-- GIVEN ENTRIES follows --

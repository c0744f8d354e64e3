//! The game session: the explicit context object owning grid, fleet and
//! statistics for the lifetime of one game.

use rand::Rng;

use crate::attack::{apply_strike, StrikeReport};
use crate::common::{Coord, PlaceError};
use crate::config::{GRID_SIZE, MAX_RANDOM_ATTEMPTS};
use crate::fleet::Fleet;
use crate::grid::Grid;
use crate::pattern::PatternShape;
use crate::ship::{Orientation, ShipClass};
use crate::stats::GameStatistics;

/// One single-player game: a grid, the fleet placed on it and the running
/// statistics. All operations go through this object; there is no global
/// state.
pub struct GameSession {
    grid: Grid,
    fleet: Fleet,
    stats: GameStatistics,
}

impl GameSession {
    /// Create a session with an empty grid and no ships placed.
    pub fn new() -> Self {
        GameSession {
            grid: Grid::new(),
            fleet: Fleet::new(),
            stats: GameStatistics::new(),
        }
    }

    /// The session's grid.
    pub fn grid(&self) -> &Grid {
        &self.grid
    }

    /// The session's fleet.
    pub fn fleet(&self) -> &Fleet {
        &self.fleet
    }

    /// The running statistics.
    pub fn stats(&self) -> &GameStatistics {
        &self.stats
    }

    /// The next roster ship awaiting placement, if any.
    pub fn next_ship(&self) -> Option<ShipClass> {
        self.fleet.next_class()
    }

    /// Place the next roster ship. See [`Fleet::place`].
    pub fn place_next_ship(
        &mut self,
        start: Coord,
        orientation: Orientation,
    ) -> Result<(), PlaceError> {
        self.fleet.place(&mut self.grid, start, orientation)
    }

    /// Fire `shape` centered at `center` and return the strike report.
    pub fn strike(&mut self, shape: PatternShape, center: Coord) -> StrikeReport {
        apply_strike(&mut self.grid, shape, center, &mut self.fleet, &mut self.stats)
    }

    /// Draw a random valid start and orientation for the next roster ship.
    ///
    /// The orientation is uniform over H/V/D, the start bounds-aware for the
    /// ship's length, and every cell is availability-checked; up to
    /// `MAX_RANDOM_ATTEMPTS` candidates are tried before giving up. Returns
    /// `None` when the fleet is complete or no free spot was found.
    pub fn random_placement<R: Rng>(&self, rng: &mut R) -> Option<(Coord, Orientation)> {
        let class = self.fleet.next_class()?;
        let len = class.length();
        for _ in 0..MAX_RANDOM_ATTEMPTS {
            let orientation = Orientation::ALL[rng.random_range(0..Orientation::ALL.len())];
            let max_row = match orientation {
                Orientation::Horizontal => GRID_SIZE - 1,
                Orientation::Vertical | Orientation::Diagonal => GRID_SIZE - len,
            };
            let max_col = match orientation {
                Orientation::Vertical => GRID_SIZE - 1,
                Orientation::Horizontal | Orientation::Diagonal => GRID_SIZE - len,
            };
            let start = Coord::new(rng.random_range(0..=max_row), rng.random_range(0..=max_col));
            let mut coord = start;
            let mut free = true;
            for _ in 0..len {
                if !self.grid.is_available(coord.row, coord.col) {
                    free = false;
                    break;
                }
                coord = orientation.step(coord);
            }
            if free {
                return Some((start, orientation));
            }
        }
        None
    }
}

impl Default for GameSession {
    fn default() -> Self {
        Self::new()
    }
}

-- GIVEN ENTRIES concluded --
-- GIVEN ENTRIES follows --

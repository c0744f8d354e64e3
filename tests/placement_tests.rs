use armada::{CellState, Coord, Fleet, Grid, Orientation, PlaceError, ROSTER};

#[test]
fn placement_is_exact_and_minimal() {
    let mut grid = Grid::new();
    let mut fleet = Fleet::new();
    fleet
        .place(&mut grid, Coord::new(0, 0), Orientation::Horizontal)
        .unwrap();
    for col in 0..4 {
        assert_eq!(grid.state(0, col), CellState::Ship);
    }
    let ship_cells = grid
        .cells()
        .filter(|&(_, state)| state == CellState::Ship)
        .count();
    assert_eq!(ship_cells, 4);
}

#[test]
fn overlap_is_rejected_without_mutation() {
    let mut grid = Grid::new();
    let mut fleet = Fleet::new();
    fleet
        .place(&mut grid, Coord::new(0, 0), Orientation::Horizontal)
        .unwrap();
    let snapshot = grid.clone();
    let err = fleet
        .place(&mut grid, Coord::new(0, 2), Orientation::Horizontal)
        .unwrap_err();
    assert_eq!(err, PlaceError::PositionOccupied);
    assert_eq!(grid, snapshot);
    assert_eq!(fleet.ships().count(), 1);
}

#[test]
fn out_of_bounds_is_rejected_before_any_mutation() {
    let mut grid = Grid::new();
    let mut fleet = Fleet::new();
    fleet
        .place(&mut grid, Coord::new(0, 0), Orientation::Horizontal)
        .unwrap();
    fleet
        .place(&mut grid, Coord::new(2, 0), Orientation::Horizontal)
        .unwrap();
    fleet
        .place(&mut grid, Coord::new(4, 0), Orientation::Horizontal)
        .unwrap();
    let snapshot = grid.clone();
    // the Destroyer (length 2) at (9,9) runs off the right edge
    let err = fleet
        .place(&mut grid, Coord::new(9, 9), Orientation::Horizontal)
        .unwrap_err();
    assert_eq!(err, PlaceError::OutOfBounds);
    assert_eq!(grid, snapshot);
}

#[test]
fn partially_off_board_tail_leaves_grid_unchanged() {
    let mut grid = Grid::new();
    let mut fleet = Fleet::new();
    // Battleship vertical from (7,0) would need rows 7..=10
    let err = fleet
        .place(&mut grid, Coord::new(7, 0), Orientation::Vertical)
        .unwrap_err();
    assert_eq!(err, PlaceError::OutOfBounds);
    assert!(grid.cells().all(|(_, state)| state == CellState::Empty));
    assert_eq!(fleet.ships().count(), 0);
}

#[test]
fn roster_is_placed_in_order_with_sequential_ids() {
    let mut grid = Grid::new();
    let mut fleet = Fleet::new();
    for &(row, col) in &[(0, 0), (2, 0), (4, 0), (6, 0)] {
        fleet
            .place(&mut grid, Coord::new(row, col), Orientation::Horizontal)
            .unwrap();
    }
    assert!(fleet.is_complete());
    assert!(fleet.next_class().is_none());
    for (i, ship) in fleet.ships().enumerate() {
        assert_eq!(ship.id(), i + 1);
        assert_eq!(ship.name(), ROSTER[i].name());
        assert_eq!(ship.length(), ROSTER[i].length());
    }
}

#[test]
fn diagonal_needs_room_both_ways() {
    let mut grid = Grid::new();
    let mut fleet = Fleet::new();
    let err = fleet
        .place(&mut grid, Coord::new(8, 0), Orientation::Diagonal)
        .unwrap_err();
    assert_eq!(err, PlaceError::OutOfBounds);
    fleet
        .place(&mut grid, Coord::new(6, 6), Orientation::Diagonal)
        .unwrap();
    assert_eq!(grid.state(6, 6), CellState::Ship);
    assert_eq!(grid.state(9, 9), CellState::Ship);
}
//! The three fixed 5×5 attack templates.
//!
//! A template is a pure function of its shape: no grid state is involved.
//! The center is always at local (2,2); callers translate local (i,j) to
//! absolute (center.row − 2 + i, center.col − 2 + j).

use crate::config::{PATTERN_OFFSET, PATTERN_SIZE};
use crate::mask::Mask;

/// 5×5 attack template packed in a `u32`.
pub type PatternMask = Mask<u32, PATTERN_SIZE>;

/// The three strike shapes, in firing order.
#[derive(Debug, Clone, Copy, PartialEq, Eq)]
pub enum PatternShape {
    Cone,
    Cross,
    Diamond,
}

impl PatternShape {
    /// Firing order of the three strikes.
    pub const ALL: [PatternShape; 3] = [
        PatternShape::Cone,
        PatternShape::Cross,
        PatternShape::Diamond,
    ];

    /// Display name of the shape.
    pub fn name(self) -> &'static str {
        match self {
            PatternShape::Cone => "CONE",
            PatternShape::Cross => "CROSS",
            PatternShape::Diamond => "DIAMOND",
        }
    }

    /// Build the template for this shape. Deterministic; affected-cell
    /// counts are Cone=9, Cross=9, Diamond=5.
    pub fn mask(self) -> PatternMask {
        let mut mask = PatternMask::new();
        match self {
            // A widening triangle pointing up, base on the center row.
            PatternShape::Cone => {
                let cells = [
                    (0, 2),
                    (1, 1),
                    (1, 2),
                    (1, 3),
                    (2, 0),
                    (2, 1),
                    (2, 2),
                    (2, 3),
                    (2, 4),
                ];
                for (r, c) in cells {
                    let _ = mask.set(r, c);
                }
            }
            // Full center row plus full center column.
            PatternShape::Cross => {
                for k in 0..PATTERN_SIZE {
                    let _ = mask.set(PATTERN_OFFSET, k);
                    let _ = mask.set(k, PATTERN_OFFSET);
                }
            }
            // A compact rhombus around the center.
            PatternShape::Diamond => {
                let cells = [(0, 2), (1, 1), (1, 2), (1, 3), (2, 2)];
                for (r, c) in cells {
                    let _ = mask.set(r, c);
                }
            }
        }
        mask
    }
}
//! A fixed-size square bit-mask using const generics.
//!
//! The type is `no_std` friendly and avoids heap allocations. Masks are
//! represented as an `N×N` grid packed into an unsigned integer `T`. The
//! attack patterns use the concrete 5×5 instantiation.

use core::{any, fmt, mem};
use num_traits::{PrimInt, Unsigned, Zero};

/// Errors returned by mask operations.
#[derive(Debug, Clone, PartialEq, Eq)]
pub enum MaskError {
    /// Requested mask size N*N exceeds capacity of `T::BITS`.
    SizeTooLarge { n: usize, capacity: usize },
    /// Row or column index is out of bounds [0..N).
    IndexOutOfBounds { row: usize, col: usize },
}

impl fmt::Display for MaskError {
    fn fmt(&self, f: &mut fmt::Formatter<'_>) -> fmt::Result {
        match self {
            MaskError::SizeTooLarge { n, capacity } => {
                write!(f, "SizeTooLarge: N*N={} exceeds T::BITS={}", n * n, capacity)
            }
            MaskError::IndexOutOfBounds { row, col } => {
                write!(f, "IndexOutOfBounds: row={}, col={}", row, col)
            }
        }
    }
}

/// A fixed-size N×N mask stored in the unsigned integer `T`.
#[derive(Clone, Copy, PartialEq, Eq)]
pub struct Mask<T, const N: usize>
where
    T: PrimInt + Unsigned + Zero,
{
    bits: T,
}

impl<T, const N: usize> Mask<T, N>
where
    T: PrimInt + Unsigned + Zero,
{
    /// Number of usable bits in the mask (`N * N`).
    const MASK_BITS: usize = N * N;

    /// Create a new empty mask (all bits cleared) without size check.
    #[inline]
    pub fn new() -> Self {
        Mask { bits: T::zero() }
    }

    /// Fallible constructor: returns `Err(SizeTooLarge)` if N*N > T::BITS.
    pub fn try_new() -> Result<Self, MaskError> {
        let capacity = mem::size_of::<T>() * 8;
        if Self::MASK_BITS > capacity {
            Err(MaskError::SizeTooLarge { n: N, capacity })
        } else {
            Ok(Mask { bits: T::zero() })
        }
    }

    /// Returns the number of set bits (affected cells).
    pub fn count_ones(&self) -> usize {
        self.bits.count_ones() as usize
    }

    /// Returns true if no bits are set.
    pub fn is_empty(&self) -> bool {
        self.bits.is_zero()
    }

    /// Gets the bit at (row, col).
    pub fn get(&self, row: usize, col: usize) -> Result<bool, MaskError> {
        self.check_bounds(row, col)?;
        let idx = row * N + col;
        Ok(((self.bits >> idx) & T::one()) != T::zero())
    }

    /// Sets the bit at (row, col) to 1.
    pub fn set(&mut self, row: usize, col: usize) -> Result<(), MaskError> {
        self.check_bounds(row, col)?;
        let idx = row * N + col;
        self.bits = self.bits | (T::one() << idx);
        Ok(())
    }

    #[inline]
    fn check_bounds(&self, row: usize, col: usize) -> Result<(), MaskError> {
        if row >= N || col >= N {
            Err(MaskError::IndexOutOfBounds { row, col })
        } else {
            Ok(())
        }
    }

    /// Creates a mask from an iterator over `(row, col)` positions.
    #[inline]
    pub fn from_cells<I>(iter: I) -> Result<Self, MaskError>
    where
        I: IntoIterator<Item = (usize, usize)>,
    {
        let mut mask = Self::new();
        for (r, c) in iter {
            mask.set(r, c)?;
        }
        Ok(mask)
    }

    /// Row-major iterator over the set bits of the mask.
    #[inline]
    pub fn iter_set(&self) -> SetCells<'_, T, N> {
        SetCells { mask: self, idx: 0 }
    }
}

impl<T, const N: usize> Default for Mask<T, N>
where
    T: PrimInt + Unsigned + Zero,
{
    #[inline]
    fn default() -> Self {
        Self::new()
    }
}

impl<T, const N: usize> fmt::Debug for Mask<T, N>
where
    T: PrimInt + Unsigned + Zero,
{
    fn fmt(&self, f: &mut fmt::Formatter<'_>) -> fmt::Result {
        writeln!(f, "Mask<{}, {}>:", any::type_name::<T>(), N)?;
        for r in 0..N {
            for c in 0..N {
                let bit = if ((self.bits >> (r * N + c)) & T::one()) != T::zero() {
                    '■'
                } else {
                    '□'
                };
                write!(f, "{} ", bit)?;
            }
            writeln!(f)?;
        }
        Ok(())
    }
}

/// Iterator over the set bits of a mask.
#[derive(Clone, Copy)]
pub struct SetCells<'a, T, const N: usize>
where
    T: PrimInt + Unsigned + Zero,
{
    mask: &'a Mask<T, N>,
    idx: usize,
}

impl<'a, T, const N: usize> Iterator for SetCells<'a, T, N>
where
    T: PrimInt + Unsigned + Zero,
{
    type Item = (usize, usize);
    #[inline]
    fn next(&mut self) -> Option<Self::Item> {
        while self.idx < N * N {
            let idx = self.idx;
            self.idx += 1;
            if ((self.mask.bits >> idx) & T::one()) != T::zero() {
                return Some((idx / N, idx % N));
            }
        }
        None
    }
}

-- GIVEN ENTRIES concluded --
-- GIVEN ENTRIES follows --

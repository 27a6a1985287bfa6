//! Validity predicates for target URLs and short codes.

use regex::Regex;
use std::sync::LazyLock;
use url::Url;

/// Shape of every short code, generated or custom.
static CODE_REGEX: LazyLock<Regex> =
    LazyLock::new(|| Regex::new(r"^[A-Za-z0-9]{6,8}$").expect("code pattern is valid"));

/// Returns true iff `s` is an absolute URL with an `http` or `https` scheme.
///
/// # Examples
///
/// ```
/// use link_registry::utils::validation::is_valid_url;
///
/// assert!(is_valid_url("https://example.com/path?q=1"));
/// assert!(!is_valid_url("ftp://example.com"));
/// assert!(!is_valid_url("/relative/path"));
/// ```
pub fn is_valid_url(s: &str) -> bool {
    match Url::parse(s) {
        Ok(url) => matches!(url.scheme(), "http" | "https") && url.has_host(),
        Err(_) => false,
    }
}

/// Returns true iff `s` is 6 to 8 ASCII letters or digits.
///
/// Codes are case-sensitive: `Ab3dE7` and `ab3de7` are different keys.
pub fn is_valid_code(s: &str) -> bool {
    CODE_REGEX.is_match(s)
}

-- GIVEN ENTRIES concluded --

◆ **YOUR OBJECTIVE**: Return only the lines of the records in which the string "config" appears.

◆ **ANSWER AREA**:
use crate::config::{GRID_SIZE, MAX_RANDOM_ATTEMPTS};
use crate::config::{PATTERN_OFFSET, PATTERN_SIZE};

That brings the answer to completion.